“Beaver dam capacity of Canada’s boreal plain in response to environmental change”

Nichole-Lynn Stoll & Cherie J. Westbrook

Scientific Reports volume 10, Article number: 16800 (2020) Cite this article

Abstract

“Environmental changes are altering the water cycle of Canada’s boreal plain. Beaver dams are well known for increasing water storage and slowing flow through stream networks. For these reasons beavers are increasingly being included in climate change adaptation strategies. But, little work focuses on how environmental changes will affect dam building capacity along stream networks. Here we estimate the capacity of the stream network in Riding Mountain National Park, Manitoba, Canada to support beaver dams under changing environmental conditions using a modelling approach. We show that at capacity, the park’s stream network can support 24,690 beaver dams and hold between 8.2 and 12.8 million m3 of water in beaver ponds. Between 1991 and 2016 the park’s vegetation composition shifted to less preferred beaver forage, which led to a 13% decrease in maximum dam capacity. We also found that dam capacity is sensitive to the size of regularly-occurring floods—doubling the 2-year flood reduces the park’s dam capacity by 21%. The results show that the potential for beaver to offset some expected climatic-induced changes to the boreal water cycle is more complex than previously thought, as there is a feedback wherein dam capacity can be reduced by changing environmental conditions.

Introduction

“Canada’s boreal forest has long been important beaver, Castor canadensis, habitat1. Intensive trapping of beaver in the 1700s through the 1800s caused near extirpation of the species in the boreal forest2. Population recovery began in the 1930s via re-introduction and conservation programs3. Beaver are keystone in supporting food security of Indigenous people residing in the boreal forest through providing a source of meat and being ecologically influential4,5. They are viewed as an ecologically influential species as they profoundly alter the aquatic ecosystems they occupy2 with benefits for freshwater biodiversity6 and terrestrial wildlife7. Beaver alter aquatic ecosystems primarily through engineering activities—dam and canal building—which modifies ecosystem-forming processes8. For example, beaver dams raise and stabilize water tables9,10, alter stream hydrographs11,12, enhance channel and riparian area sediment retention13,14 and create hydrologically complex, multi-channel networks9,15. The suite of changes beaver dams make to aquatic ecosystems creates a multitude of desired ecological feedbacks that collectively enhance ecosystem resilience to disturbance16.
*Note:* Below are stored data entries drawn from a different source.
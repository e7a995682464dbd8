//! Text export.
//!
//! Renders sessions into the line-oriented workout log format:
//!
//! ```text
//! Workout Log
//!
//! Date: 2024-01-15
//! Notes: felt strong
//!
//! Pushups
//! 40
//!
//! Biceps
//! 10 x 15kg
//!
//! ---
//!
//! ```
//!
//! Output depends only on the order of the sessions passed in. The text
//! parses back into the same sessions (ids aside).

use std::path::Path;

use chrono::{Local, NaiveDate};
use tracing::info;

use crate::model::{WorkoutSession, WorkoutSet};
use crate::storage::{Store, atomic_write};
use crate::text::parser::{DATE_PREFIX, NOTES_PREFIX, SEPARATOR};
use crate::text::types::{CodecResult, ExportStats};
use crate::validate::format_date;

/// First line of every export.
pub const HEADER: &str = "Workout Log";

/// Exporter for workout log text.
pub struct Exporter<'a, S: Store + ?Sized> {
    store: &'a S,
}

impl<'a, S: Store + ?Sized> Exporter<'a, S> {
    /// Create an exporter reading from `store`.
    pub fn new(store: &'a S) -> Self {
        Self { store }
    }

    /// Render the whole log as text.
    #[must_use]
    pub fn export_text(&self) -> String {
        export_as_text(&self.store.load().sessions)
    }

    /// Write the whole log to `path` atomically.
    ///
    /// # Errors
    ///
    /// Returns an error if the file cannot be written. An existing file at
    /// `path` is left intact in that case.
    pub fn export_to_file(&self, path: &Path) -> CodecResult<ExportStats> {
        let data = self.store.load();
        let text = export_as_text(&data.sessions);
        atomic_write(path, &text)?;

        let stats = export_stats(&data.sessions);
        info!(
            path = %path.display(),
            sessions = stats.sessions,
            sets = stats.sets,
            "Exported workout log"
        );
        Ok(stats)
    }
}

/// Render sessions, in the order given, as workout log text.
#[must_use]
pub fn export_as_text(sessions: &[WorkoutSession]) -> String {
    let mut out = String::new();
    out.push_str(HEADER);
    out.push_str("\n\n");

    for session in sessions {
        out.push_str(&format!("{DATE_PREFIX} {}\n", session.date));
        if let Some(notes) = session.notes() {
            out.push_str(&format!("{NOTES_PREFIX} {notes}\n"));
        }
        out.push('\n');

        for exercise in &session.exercises {
            out.push_str(&exercise.name);
            out.push('\n');
            for set in &exercise.sets {
                out.push_str(&format_set(set));
                out.push('\n');
            }
            out.push('\n');
        }

        out.push_str(SEPARATOR);
        out.push_str("\n\n");
    }

    out
}

/// One set line: `12` or `10 x 12.5kg`.
#[must_use]
pub fn format_set(set: &WorkoutSet) -> String {
    match set.weight {
        Some(weight) if set.is_weighted() => format!("{} x {weight}kg", set.reps),
        _ => set.reps.to_string(),
    }
}

/// Counts of what an export writes.
#[must_use]
pub fn export_stats(sessions: &[WorkoutSession]) -> ExportStats {
    sessions.iter().fold(ExportStats::default(), |mut stats, session| {
        stats.sessions += 1;
        stats.exercises += session.exercises.len();
        stats.sets += session.exercises.iter().map(|e| e.sets.len()).sum::<usize>();
        stats
    })
}

/// Suggested file name for an export made on `date`.
#[must_use]
pub fn export_filename(date: NaiveDate) -> String {
    format!("workout-log-{}.txt", format_date(date))
}

/// Suggested file name for an export made today (local time).
#[must_use]
pub fn export_filename_today() -> String {
    export_filename(Local::now().date_naive())
}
“Environmental changes resulting from the cumulative impacts of disturbance-recovery dynamics and climate change17 are expected to considerably alter the ecological and hydrological character of the boreal forest over time18. Beaver are likely an important part of enhancing the resiliency of the boreal forest to environmental change19,20. Yet, recent and continued environmental changes will also impact the beaver population. Increases in the occurrence and severity of wildfires, for example, are expected in the future which will change the vegetation composition of boreal forests21. Fires renew beaver food sources, especially willow and aspen which they prefer, providing quality habitat for beaver 5–30 years afterwards22,23,24,25. Further, the growing oil and gas extraction industry in the western portion of Canada’s boreal forest26 is causing loss of beaver habitat but creation of new habitat in engineered landforms27. The way in which the beaver population will respond to the set of ongoing environmental changes is likely complex. For example, beavers may respond to climate change by modestly expanding their range, especially northward28, and densifying in their current range29.
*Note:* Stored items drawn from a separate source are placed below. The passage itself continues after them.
//! Content hashing for import change detection.
//!
//! A merge that leaves a session byte-for-byte identical is reported as
//! unchanged rather than updated. Hashing the serialized JSON of the merged
//! fields detects this without comparing every set.

use serde::Serialize;
use sha2::{Digest, Sha256};

use crate::model::WorkoutSession;

/// Compute a SHA256 hash of a serializable value.
///
/// # Panics
///
/// Panics if the value cannot be serialized to JSON. This should never happen
/// for our data types which are all serializable.
#[must_use]
pub fn content_hash<T: Serialize>(value: &T) -> String {
    let json = serde_json::to_string(value).expect("serialization should not fail");
    let mut hasher = Sha256::new();
    hasher.update(json.as_bytes());
    format!("{:x}", hasher.finalize())
}

/// Hash of the fields an import can change: exercises and notes.
///
/// The id and date are excluded; they are fixed once a session exists.
#[must_use]
pub fn session_content_hash(session: &WorkoutSession) -> String {
    content_hash(&(&session.exercises, &session.notes))
}

#[cfg(test)]
mod tests {
    use super::*;
    use crate::model::{Exercise, WorkoutSet};

    #[test]
    fn test_content_hash_deterministic() {
        let hash1 = content_hash(&("Pushups", 40));
        let hash2 = content_hash(&("Pushups", 40));

        assert_eq!(hash1, hash2);
        assert_eq!(hash1.len(), 64);
    }

    #[test]
    fn test_session_hash_ignores_id() {
        let exercises = vec![Exercise::with_sets("Dips", vec![WorkoutSet::bodyweight(12)])];
        let a = WorkoutSession::with_exercises("2024-01-15", exercises.clone());
        let b = WorkoutSession::with_exercises("2024-01-15", exercises);
        assert_ne!(a.id, b.id);
        assert_eq!(session_content_hash(&a), session_content_hash(&b));
    }

    #[test]
    fn test_session_hash_tracks_sets_and_notes() {
        let mut session = WorkoutSession::with_exercises(
            "2024-01-15",
            vec![Exercise::with_sets("Dips", vec![WorkoutSet::bodyweight(12)])],
        );
        let original = session_content_hash(&session);

        session.exercises[0].sets[0].reps = 13;
        let changed_sets = session_content_hash(&session);
        assert_ne!(original, changed_sets);

        session.notes = Some("tired".to_string());
        assert_ne!(changed_sets, session_content_hash(&session));
    }
}
//! Data models for liftlog.
//!
//! This module contains all domain models:
//! - WorkoutSet
//! - Exercise
//! - WorkoutSession
//! - WorkoutData
//! - SessionIndex (date lookup over a session list)

pub mod index;
pub mod workout;

pub use index::SessionIndex;
pub use workout::{CURRENT_VERSION, Exercise, WorkoutData, WorkoutSession, WorkoutSet};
“Many studies have compared beaver site occupancy with habitat characteristics; recent examples include Smeraldo et al.30 and Scrafford et al.31. But, few studies have asked how changing beaver habitat characteristics owing to environmental change will affect how many and where beaver dams are built along stream networks, information critical to understanding the effects of climate change on water resources. In this study we assess the landscape capacity of the boreal forest to support beaver dams under changing environmental conditions. We use the example of Riding Mountain National Park in Canada (Fig. 1) because the park is located at the southeastern limit of the boreal plain which is most vulnerable to climate change18; the park also has long-term records of beaver caches. Beaver were extirpated from the park and adjacent areas via trapping before 1930 and reintroduced in 194732. Ongoing aerial surveys of food caches since 1973 are used by the park to track beaver population dynamics33. To achieve our aim, we ran the BRAT model34 (see “Methods”) across Riding Mountain National Park under various scenarios to assess: (1) the capacity of the park’s 2604 km of streams to support beaver dams; (2) how changes in forest composition over the past three decades have affected beaver dam capacity; and (3) how climatic-induced changes in streamflow will influence beaver dam capacity. We find that the park can support a large number of beaver dams, and that beaver ponds store a considerable volume of water. However, changes to park vegetation cover and the size of regularly occurring floods will reduce the number of beaver dams the park can support. The approach used should hold significant value for use elsewhere, not only for understanding changes in beaver habitat and dam capacity under previously recorded change, but also for estimating changes under future land use and land cover change scenarios…”

Beavers play an every more important role in critical habitat, and to maintaining water supply for all waterfowl and many species fo fish. They maintain woods and forests, as any natural user co-evolving over millenia with their environment will do – a view at odds with many hunters, and agencies.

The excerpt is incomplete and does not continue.